Hard to imagine how love can survive a relocation without dying under the weight of strangeness and logistics. I go back at night to a stranger's house which has, by some miracle, been populated with my possessions, with a distant view of the city and an ancient Moreton Bay fig probing the foundations of the building with its curious old roots. What is home? Is it a lampshade, a chair, the fall of light or the view from a window; a habit, a person, a smell, a language? Currently I feel totally uprooted, and as if anything can happen in the hiatus between two zones of comfort- things can fall irreversibly apart in the chasm that separates Alexandria from Summer Hill. This general sense of disruption is compounded by the fact that we are fighting a rearguard action with Soula of Century 21 over being classified Dirty Tenants as well as (of course) over money, which only confirms my opinion that real estate agents are worms in suits.

1 comment:

Anonymous said...

Ha, home for me is a feeling that relates to some of the things you mention, and more. Having been homeless for much of the last year, I recently flat-sat in Paris for a friend I had met in Asmara, who lived in Melbourne when I lived in Byron. Because he had a job with a multi national company, he was able to pay to ship his furniture and collection of objet trouves there and back, so consequently these last weeks just passed, I found myself in the 18th of Paris, atop a corner of an old building, in a room with floor to ceiling windows and mirrors, surrounded by items sourced from all over the world,- first met and experienced in the Antipodes, reading Life Of Pi.
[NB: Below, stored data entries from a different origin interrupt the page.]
//! JSON body reader.

use httputils_core::{HttpUtilsError, Result};
use serde::de::DeserializeOwned;
use std::io::Read;

/// Reads `reader` to the end and decodes the bytes as JSON into `data`.
///
/// `data` is only replaced once decoding has fully succeeded; on either
/// failure it keeps whatever it held before the call.
///
/// # Example
///
/// ```
/// use httputils_extract::read_json_data;
/// use serde::Deserialize;
///
/// #[derive(Debug, Default, Deserialize, PartialEq)]
/// struct Todo {
///     title: String,
///     order: i64,
/// }
///
/// let mut todo = Todo::default();
/// read_json_data(&br#"{"title": "test", "order": 23}"#[..], &mut todo).unwrap();
/// assert_eq!(todo, Todo { title: "test".into(), order: 23 });
/// ```
pub fn read_json_data<R, T>(mut reader: R, data: &mut T) -> Result<()>
where
    R: Read,
    T: DeserializeOwned,
{
    let mut bytes = Vec::new();
    reader
        .read_to_end(&mut bytes)
        .map_err(|e| HttpUtilsError::read("unable to read the JSON data", e))?;

    *data = serde_json::from_slice(&bytes)
        .map_err(|e| HttpUtilsError::decode("unable to unmarshal the JSON data", e))?;

    Ok(())
}
#[cfg(test)]
mod tests {
    use super::*;
    use std::io::Write;

    #[test]
    fn test_loader_new() {
        let config = ConfigLoader::new().load().unwrap();
        assert_eq!(config, HttpUtilsConfig::default());
    }

    #[test]
    fn test_loader_with_production() {
        let config = ConfigLoader::new().with_production().load().unwrap();
        assert!(config.logging.json_format);
        assert_eq!(config.logging.level, "info");
    }

    #[test]
    fn test_loader_with_string_toml() {
        let toml = r#"
            [auth]
            scheme = "basic"
            username_var = "API_USERNAME"
            password_var = "API_PASSWORD"

            [logging]
            level = "debug"
            json_format = false
        "#;

        let config = ConfigLoader::new()
            .with_string(toml, "toml")
            .unwrap()
            .load()
            .unwrap();

        assert_eq!(config.auth, crate::AuthConfig::basic("API_USERNAME", "API_PASSWORD"));
        assert_eq!(config.logging.level, "debug");
        assert!(!config.logging.json_format);
        assert!(config.logging.enabled);
    }

    #[test]
    fn test_loader_with_string_json() {
        let json = r#"{"auth": {"scheme": "bearer", "token_var": "API_TOKEN"}}"#;

        let config = ConfigLoader::new()
            .with_string(json, "json")
            .unwrap()
            .load()
            .unwrap();

        assert_eq!(config.auth, crate::AuthConfig::bearer("API_TOKEN"));
    }

    #[test]
    fn test_loader_with_string_unknown_format() {
        let result = ConfigLoader::new().with_string("auth: {}", "yaml");
        assert!(matches!(result, Err(ConfigError::ValidationError(_))));
    }

    #[test]
    fn test_loader_rejects_unknown_fields() {
        let result = ConfigLoader::new().with_string("[server]\nhttp_addr = \"0.0.0.0:80\"", "toml");
        assert!(matches!(result, Err(ConfigError::TomlError(_))));
    }

    #[test]
    fn test_loader_validates_on_load() {
        let result = ConfigLoader::new()
            .with_string(r#"{"auth": {"scheme": "bearer"}}"#, "json")
            .unwrap()
            .load();

        assert!(matches!(result, Err(ConfigError::InvalidValue { .. })));
    }

    #[test]
    fn test_loader_with_file() {
        let mut file = tempfile::Builder::new().suffix(".toml").tempfile().unwrap();
        writeln!(file, "[auth]\nscheme = \"bearer\"\ntoken_var = \"API_TOKEN\"").unwrap();

        let config = ConfigLoader::new().with_file(file.path()).unwrap().load().unwrap();

        assert_eq!(config.auth, crate::AuthConfig::bearer("API_TOKEN"));
    }

    #[test]
    fn test_loader_with_json_file() {
        let mut file = tempfile::Builder::new().suffix(".json").tempfile().unwrap();
        write!(file, r#"{{"logging": {{"level": "warn"}}}}"#).unwrap();

        let config = ConfigLoader::new().with_file(file.path()).unwrap().load().unwrap();

        assert_eq!(config.logging.level, "warn");
    }

    #[test]
    fn test_loader_with_unsupported_extension() {
        let file = tempfile::Builder::new().suffix(".yaml").tempfile().unwrap();

        let result = ConfigLoader::new().with_file(file.path());

        assert!(matches!(result, Err(ConfigError::ValidationError(_))));
    }

    #[test]
    fn test_loader_with_file_not_found() {
        let result = ConfigLoader::new().with_file("/nonexistent/httputils.toml");
        assert!(matches!(result, Err(ConfigError::FileNotFound { .. })));
    }

    #[test]
    fn test_loader_with_optional_file_not_found() {
        let config = ConfigLoader::new()
            .with_optional_file("/nonexistent/httputils.toml")
            .unwrap()
            .load()
            .unwrap();

        assert_eq!(config, HttpUtilsConfig::default());
    }

    #[test]
    fn test_loader_with_dotenv_file() {
        let mut file = tempfile::NamedTempFile::new().unwrap();
        writeln!(file, "TEST_DOTENV_LOADER_TOKEN=from-file").unwrap();

        ConfigLoader::new().with_dotenv_file(file.path()).unwrap();

        assert_eq!(env::var("TEST_DOTENV_LOADER_TOKEN").unwrap(), "from-file");
    }

    #[test]
    fn test_loader_with_missing_dotenv_file() {
        let result = ConfigLoader::new().with_dotenv_file("/nonexistent/.env");
        assert!(matches!(result, Err(ConfigError::DotenvError { .. })));
    }

    #[test]
    fn test_loader_env_overrides() {
        env::set_var("TESTLOADENV__AUTH__SCHEME", "bearer");
        env::set_var("TESTLOADENV__AUTH__TOKEN_VAR", "API_TOKEN");
        env::set_var("TESTLOADENV__LOGGING__JSON_FORMAT", "off");

        let config = ConfigLoader::new()
            .with_env_prefix("testloadenv")
            .load()
            .unwrap();

        assert_eq!(config.auth, crate::AuthConfig::bearer("API_TOKEN"));
        assert!(!config.logging.json_format);
    }

    #[test]
    fn test_parse_bool() {
        assert_eq!(parse_bool("true"), Some(true));
        assert_eq!(parse_bool("TRUE"), Some(true));
        assert_eq!(parse_bool("1"), Some(true));
        assert_eq!(parse_bool("yes"), Some(true));
        assert_eq!(parse_bool("on"), Some(true));

        assert_eq!(parse_bool("false"), Some(false));
        assert_eq!(parse_bool("0"), Some(false));
        assert_eq!(parse_bool("no"), Some(false));
        assert_eq!(parse_bool("off"), Some(false));

        assert_eq!(parse_bool("maybe"), None);
        assert_eq!(parse_bool(""), None);
    }

    #[test]
    fn test_apply_env_var_auth() {
        let mut loader = ConfigLoader::new();
        loader.apply_env_var("TEST__AUTH__SCHEME", "Basic", "TEST").unwrap();
        loader.apply_env_var("TEST__AUTH__USERNAME_VAR", "API_USERNAME", "TEST").unwrap();
        loader.apply_env_var("TEST__AUTH__PASSWORD_VAR", "API_PASSWORD", "TEST").unwrap();

        assert_eq!(loader.config.auth, crate::AuthConfig::basic("API_USERNAME", "API_PASSWORD"));
    }

    #[test]
    fn test_apply_env_var_logging() {
        let mut loader = ConfigLoader::new();
        loader.apply_env_var("TEST__LOGGING__LEVEL", "debug", "TEST").unwrap();
        loader.apply_env_var("TEST__LOGGING__ENABLED", "no", "TEST").unwrap();

        assert_eq!(loader.config.logging.level, "debug");
        assert!(!loader.config.logging.enabled);
    }

    #[test]
    fn test_apply_env_var_invalid_scheme() {
        let mut loader = ConfigLoader::new();
        let result = loader.apply_env_var("TEST__AUTH__SCHEME", "digest", "TEST");
        assert!(matches!(result, Err(ConfigError::EnvParseError { .. })));
    }

    #[test]
    fn test_apply_env_var_invalid_boolean() {
        let mut loader = ConfigLoader::new();
        let result = loader.apply_env_var("TEST__LOGGING__JSON_FORMAT", "maybe", "TEST");
        assert!(result.is_err());
    }

    #[test]
    fn test_apply_env_var_unknown_key_ignored() {
        let mut loader = ConfigLoader::new();
        loader.apply_env_var("TEST__SERVER__HTTP_ADDR", "0.0.0.0:80", "TEST").unwrap();
        assert_eq!(loader.config, HttpUtilsConfig::default());
    }
}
As Pi, traversed the narrow equatorial band, I sat in this light filled, foilage framed room, trees canopying the view beyond of the grand square of Jules Joffrin,and felt equally at sea, literally surrounded by space and blue, and nostalgic, and yet nostalogically unsure where I was. Never have I felt more at home, ironically.

Had wanted to send you a postcard saying the above, but didn't know whether you had moved yet, until now. Please send new address.

(This time last year we were in the Blue Mountains.)

Hope you are well and not too stressed with it all. Looking forward to the next episode.